Problem — Copy out each line of the material in which the word "AppError" appears.

Material provided —
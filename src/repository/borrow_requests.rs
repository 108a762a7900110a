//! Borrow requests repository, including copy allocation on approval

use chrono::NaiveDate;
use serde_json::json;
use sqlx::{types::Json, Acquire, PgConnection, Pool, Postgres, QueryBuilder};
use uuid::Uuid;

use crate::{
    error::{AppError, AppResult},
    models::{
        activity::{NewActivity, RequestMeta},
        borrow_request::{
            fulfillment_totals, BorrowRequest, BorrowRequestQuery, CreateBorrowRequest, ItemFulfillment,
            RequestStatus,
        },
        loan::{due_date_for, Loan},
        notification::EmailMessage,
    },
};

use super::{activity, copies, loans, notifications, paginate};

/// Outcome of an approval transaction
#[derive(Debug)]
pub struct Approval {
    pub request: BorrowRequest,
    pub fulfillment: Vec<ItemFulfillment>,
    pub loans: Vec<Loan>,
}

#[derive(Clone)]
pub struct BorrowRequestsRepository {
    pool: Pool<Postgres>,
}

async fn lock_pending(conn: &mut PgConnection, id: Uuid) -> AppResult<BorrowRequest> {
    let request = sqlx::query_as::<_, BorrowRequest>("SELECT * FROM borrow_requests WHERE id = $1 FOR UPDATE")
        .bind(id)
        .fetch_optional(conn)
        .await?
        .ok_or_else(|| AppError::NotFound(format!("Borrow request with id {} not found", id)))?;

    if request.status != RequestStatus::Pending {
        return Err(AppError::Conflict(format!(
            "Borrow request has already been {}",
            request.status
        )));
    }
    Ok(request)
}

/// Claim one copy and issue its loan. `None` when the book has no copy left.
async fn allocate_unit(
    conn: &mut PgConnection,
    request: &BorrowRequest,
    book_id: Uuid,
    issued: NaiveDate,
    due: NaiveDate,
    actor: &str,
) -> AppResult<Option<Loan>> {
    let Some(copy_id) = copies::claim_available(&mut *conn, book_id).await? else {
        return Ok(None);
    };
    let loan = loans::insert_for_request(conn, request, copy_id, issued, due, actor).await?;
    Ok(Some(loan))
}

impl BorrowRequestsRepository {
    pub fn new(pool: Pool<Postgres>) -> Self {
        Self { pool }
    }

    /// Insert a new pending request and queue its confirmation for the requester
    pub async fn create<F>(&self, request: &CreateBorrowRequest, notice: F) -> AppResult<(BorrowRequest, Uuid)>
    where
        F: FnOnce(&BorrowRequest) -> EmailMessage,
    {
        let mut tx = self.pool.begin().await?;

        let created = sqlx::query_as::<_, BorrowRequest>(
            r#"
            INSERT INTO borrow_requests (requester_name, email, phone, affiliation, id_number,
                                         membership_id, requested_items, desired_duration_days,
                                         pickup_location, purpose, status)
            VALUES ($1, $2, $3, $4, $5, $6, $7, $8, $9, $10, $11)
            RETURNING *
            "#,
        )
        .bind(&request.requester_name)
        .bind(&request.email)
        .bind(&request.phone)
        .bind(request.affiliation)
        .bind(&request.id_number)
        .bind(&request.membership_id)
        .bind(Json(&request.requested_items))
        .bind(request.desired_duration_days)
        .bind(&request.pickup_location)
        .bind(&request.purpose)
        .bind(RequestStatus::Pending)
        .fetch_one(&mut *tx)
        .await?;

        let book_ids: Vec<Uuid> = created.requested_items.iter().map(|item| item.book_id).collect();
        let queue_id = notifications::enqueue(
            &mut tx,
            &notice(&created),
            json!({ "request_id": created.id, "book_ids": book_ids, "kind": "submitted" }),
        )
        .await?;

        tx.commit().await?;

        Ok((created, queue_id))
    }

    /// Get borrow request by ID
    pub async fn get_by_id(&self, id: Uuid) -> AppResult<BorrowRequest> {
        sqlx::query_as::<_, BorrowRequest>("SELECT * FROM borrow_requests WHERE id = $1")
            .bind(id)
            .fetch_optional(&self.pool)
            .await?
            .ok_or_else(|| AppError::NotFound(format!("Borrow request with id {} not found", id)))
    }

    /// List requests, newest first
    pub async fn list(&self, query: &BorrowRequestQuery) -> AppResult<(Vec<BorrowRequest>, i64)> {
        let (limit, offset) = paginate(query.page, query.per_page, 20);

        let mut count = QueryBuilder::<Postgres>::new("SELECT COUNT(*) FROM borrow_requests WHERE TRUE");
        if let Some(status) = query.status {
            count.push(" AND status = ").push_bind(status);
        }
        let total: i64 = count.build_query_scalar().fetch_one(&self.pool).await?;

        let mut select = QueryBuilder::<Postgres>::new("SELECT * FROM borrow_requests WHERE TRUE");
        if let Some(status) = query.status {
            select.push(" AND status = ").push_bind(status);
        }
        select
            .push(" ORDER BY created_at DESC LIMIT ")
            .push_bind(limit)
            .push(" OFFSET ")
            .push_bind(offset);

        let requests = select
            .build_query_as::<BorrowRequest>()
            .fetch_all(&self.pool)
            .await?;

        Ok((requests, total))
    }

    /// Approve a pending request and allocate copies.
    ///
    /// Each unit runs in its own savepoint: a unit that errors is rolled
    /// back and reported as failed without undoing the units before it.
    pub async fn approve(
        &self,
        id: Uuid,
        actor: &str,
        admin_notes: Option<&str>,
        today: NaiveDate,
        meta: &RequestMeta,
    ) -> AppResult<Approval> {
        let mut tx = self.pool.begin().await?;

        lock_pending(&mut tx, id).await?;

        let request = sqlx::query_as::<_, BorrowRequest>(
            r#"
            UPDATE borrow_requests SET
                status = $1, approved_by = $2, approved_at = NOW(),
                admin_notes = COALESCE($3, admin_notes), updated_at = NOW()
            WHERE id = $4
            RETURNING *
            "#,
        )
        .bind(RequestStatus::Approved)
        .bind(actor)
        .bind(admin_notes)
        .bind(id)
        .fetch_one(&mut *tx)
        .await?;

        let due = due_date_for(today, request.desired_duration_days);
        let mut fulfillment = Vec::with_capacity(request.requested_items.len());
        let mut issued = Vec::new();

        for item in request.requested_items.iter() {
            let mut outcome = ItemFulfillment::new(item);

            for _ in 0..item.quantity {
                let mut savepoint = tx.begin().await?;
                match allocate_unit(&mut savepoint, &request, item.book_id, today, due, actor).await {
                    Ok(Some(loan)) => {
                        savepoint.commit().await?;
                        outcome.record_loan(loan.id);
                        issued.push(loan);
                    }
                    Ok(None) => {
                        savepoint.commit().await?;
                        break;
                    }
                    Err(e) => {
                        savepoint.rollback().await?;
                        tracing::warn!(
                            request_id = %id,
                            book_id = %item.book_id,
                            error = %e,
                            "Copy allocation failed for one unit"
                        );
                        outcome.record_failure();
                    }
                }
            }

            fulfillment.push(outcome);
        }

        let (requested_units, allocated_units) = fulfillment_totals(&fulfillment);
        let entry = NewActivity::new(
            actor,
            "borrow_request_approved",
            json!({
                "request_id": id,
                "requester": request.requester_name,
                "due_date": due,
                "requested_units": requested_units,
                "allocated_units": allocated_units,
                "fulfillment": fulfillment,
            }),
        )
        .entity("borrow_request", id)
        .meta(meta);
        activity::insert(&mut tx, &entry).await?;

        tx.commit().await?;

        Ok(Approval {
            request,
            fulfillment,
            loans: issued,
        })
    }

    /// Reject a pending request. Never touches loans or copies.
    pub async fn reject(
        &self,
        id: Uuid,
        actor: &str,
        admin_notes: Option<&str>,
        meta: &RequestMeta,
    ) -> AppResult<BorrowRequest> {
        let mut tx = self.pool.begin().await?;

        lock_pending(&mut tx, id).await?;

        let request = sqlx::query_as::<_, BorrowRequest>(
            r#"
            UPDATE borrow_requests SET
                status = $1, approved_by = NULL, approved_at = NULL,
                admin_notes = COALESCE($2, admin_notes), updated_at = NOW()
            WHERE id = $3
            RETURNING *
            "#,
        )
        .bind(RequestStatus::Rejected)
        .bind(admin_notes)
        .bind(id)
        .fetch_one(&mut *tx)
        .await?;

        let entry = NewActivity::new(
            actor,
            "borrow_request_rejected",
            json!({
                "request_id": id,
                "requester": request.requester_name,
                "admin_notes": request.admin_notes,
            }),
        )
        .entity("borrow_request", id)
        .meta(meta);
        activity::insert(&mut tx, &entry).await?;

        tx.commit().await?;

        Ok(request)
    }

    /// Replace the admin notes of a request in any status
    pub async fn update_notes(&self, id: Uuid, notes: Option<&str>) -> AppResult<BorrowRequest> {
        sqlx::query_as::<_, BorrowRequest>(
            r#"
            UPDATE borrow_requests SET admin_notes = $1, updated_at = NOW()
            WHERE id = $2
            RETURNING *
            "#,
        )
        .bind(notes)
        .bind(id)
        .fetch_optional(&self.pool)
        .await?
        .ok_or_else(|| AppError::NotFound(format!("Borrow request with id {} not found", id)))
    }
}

Output for this exercise —
    error::{AppError, AppResult},
        .ok_or_else(|| AppError::NotFound(format!("Borrow request with id {} not found", id)))?;
        return Err(AppError::Conflict(format!(
            .ok_or_else(|| AppError::NotFound(format!("Borrow request with id {} not found", id)))
        .ok_or_else(|| AppError::NotFound(format!("Borrow request with id {} not found", id)))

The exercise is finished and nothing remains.